---------- SUPPLIED DATA

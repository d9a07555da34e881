//! Ordered in-memory process collection and its sort state.
//!
//! Owned by a single thread; watcher events reach it through the owner's
//! dispatcher, never directly.

use crate::process::Process;
use serde::{Deserialize, Serialize};
use std::cmp::Ordering;

#[derive(Debug, Clone, Copy, PartialEq, Eq, Hash, Serialize, Deserialize)]
#[serde(rename_all = "snake_case")]
pub enum SortAttribute {
    Pid,
    Name,
    Type,
    Architecture,
    IntegrityLevel,
}

#[derive(Debug, Clone, Copy, PartialEq, Eq, Hash, Serialize, Deserialize)]
#[serde(rename_all = "snake_case")]
pub enum SortDirection {
    Ascending,
    Descending,
}

impl SortDirection {
    pub fn reversed(self) -> Self {
        match self {
            SortDirection::Ascending => SortDirection::Descending,
            SortDirection::Descending => SortDirection::Ascending,
        }
    }
}

#[derive(Debug, Clone, Copy, PartialEq, Eq, Serialize, Deserialize)]
pub struct SortState {
    pub attribute: SortAttribute,
    pub direction: SortDirection,
}

impl Default for SortState {
    fn default() -> Self {
        Self::ascending(SortAttribute::Name)
    }
}

impl SortState {
    pub fn new(attribute: SortAttribute, direction: SortDirection) -> Self {
        Self { attribute, direction }
    }

    pub fn ascending(attribute: SortAttribute) -> Self {
        Self::new(attribute, SortDirection::Ascending)
    }

    pub fn descending(attribute: SortAttribute) -> Self {
        Self::new(attribute, SortDirection::Descending)
    }

    /// Column-header click: the same attribute flips direction, another
    /// attribute starts ascending.
    pub fn toggled(self, attribute: SortAttribute) -> Self {
        if attribute == self.attribute {
            Self::new(attribute, self.direction.reversed())
        } else {
            Self::ascending(attribute)
        }
    }

    /// Total order: the attribute key, then pid. Descending reverses both.
    pub fn compare(&self, a: &Process, b: &Process) -> Ordering {
        let ord = match self.attribute {
            SortAttribute::Pid => a.pid.cmp(&b.pid),
            SortAttribute::Name => compare_case_insensitive(&a.name, &b.name),
            // Option orders None before Some.
            SortAttribute::Type => a.process_type.cmp(&b.process_type),
            SortAttribute::Architecture => a.architecture_raw.cmp(&b.architecture_raw),
            SortAttribute::IntegrityLevel => a.integrity_level.cmp(&b.integrity_level),
        }
        .then_with(|| a.pid.cmp(&b.pid));

        match self.direction {
            SortDirection::Ascending => ord,
            SortDirection::Descending => ord.reverse(),
        }
    }
}

fn compare_case_insensitive(a: &str, b: &str) -> Ordering {
    a.chars()
        .flat_map(char::to_lowercase)
        .cmp(b.chars().flat_map(char::to_lowercase))
}

#[derive(Debug, Clone, Default)]
pub struct SortedRegistry {
    processes: Vec<Process>,
    sort: SortState,
}

impl SortedRegistry {
    pub fn new(sort: SortState) -> Self {
        Self {
            processes: Vec::new(),
            sort,
        }
    }

    /// Replace the contents and order them under `sort`.
    pub fn reset(&mut self, items: Vec<Process>, sort: SortState) {
        self.processes = items;
        self.sort = sort;
        self.resort();
    }

    pub fn set_sort_state(&mut self, sort: SortState) {
        self.sort = sort;
        self.resort();
    }

    /// Binary-search insert; contents must already be sorted under the current state.
    pub fn insert(&mut self, process: Process) {
        let sort = self.sort;
        let index = self
            .processes
            .partition_point(|p| sort.compare(p, &process) != Ordering::Greater);
        self.processes.insert(index, process);
    }

    /// Remove the first record with `pid`. No-op when absent.
    pub fn remove_by_pid(&mut self, pid: u32) -> Option<Process> {
        let index = self.position_of(pid)?;
        Some(self.processes.remove(index))
    }

    pub fn position_of(&self, pid: u32) -> Option<usize> {
        self.processes.iter().position(|p| p.pid == pid)
    }

    pub fn processes(&self) -> &[Process] {
        &self.processes
    }

    pub fn iter(&self) -> std::slice::Iter<'_, Process> {
        self.processes.iter()
    }

    pub fn get(&self, index: usize) -> Option<&Process> {
        self.processes.get(index)
    }

    pub fn len(&self) -> usize {
        self.processes.len()
    }

    pub fn is_empty(&self) -> bool {
        self.processes.is_empty()
    }

    pub fn sort_state(&self) -> SortState {
        self.sort
    }

    fn resort(&mut self) {
        let sort = self.sort;
        self.processes.sort_unstable_by(|a, b| sort.compare(a, b));
    }
}
//! Logging setup and line-oriented output.

mod format;

pub use format::{ProcessLine, StructuredLogger};
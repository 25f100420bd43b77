//! Draft removal.

use crate::pipeline::{BuildContext, Transform};
use anyhow::Result;

/// Drops every file whose `draft` metadata is `true`.
pub struct Drafts;

impl Transform for Drafts {
    fn name(&self) -> &'static str {
        "drafts"
    }

    fn apply(&self, ctx: &mut BuildContext) -> Result<()> {
        let drafts: Vec<String> = ctx
            .files
            .iter()
            .filter(|(_, record)| record.flag("draft"))
            .map(|(path, _)| path.to_owned())
            .collect();

        for path in drafts {
            ctx.files.remove(&path);
        }
        Ok(())
    }
}
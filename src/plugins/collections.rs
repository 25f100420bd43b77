//! Collection building.
//!
//! Each collection selects files by glob, optionally stable-sorts them by a
//! metadata field and then reverses the sorted order. Sort-then-reverse is
//! not the same as a descending sort: records with equal keys end up in
//! reverse encounter order.
//!
//! Records missing the sort field sort as the lowest value, so after a
//! `reverse` they come last.

use crate::{
    config::CollectionConfig,
    pipeline::{BuildContext, Collection, RecordId, Transform, compare_values},
    plugins::{compile_glob, glob_matches},
};
use anyhow::Result;
use glob::Pattern;
use serde_json::Value;
use std::collections::BTreeMap;

struct Rule {
    name: String,
    pattern: Pattern,
    sort_by: Option<String>,
    reverse: bool,
}

pub struct Collections {
    rules: Vec<Rule>,
}

impl Collections {
    pub fn new(config: &BTreeMap<String, CollectionConfig>) -> Result<Self> {
        let rules = config
            .iter()
            .map(|(name, c)| -> Result<Rule> {
                Ok(Rule {
                    name: name.clone(),
                    pattern: compile_glob(&c.pattern)?,
                    sort_by: c.sort_by.clone(),
                    reverse: c.reverse,
                })
            })
            .collect::<Result<Vec<_>>>()?;
        Ok(Self { rules })
    }
}

impl Transform for Collections {
    fn name(&self) -> &'static str {
        "collections"
    }

    fn apply(&self, ctx: &mut BuildContext) -> Result<()> {
        for rule in &self.rules {
            let mut items: Vec<RecordId> = ctx
                .files
                .ids()
                .filter(|(_, path)| glob_matches(&rule.pattern, path))
                .map(|(id, _)| id)
                .collect();

            if let Some(field) = &rule.sort_by {
                let files = &ctx.files;
                // Vec::sort_by is stable
                items.sort_by(|a, b| {
                    let a = files.by_id(*a).and_then(|r| r.metadata.get(field));
                    let b = files.by_id(*b).and_then(|r| r.metadata.get(field));
                    compare_values(a, b)
                });
            }
            if rule.reverse {
                items.reverse();
            }

            for &id in &items {
                if let Some(record) = ctx.files.by_id_mut(id) {
                    tag_member(&mut record.metadata, &rule.name);
                }
            }
            ctx.collections
                .insert(rule.name.clone(), Collection { items });
        }
        Ok(())
    }
}

/// Append `name` to the record's `collection` list.
fn tag_member(metadata: &mut crate::pipeline::Metadata, name: &str) {
    let entry = metadata
        .entry("collection")
        .or_insert_with(|| Value::Array(Vec::new()));
    match entry {
        Value::Array(names) => {
            if !names.iter().any(|n| n.as_str() == Some(name)) {
                names.push(Value::String(name.to_owned()));
            }
        }
        Value::String(existing) => {
            let existing = std::mem::take(existing);
            *entry = Value::Array(vec![Value::String(existing), Value::String(name.to_owned())]);
        }
        other => *other = Value::Array(vec![Value::String(name.to_owned())]),
    }
}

--------------------

[ACTION ITEM]
Write out each line above with the word "Some".

[ANSWER FOR THE TASK]
            // Option orders None before Some.
        Some(self.processes.remove(index))
            if let Some(field) = &rule.sort_by {
                if let Some(record) = ctx.files.by_id_mut(id) {
            if !names.iter().any(|n| n.as_str() == Some(name)) {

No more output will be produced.